**Task to complete**
Would you print the whole listing again, word for word?

**Stored data**
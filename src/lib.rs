//! A floating desktop window manager.
//!
//! The core ([`window`], [`launcher`], [`desktop`]) is independent of any
//! terminal: windows live in workspace units and pointer input arrives as
//! [`input::PointerEvent`]s. The front end ([`runner`], [`view`],
//! [`panel`], [`drivers`]) paints a session with `ratatui` and feeds it
//! crossterm mouse events.

pub mod apps;
pub mod component_context;
pub mod components;
pub mod config;
pub mod constants;
pub mod content;
pub mod desktop;
pub mod drivers;
pub mod event_loop;
pub mod geometry;
pub mod input;
pub mod keybindings;
pub mod launcher;
pub mod log_buffer;
pub mod notifications;
pub mod panel;
pub mod runner;
pub mod start_menu;
pub mod state;
pub mod theme;
pub mod tracing_sub;
pub mod ui;
pub mod view;
pub mod window;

**Your response**
filename src/lib.rs
//! A floating desktop window manager.
//!
//! The core ([`window`], [`launcher`], [`desktop`]) is independent of any
//! terminal: windows live in workspace units and pointer input arrives as
//! [`input::PointerEvent`]s. The front end ([`runner`], [`view`],
//! [`panel`], [`drivers`]) paints a session with `ratatui` and feeds it
//! crossterm mouse events.

pub mod apps;
pub mod component_context;
pub mod components;
pub mod config;
pub mod constants;
pub mod content;
pub mod desktop;
pub mod drivers;
pub mod event_loop;
pub mod geometry;
pub mod input;
pub mod keybindings;
pub mod launcher;
pub mod log_buffer;
pub mod notifications;
pub mod panel;
pub mod runner;
pub mod start_menu;
pub mod state;
pub mod theme;
pub mod tracing_sub;
pub mod ui;
pub mod view;
pub mod window;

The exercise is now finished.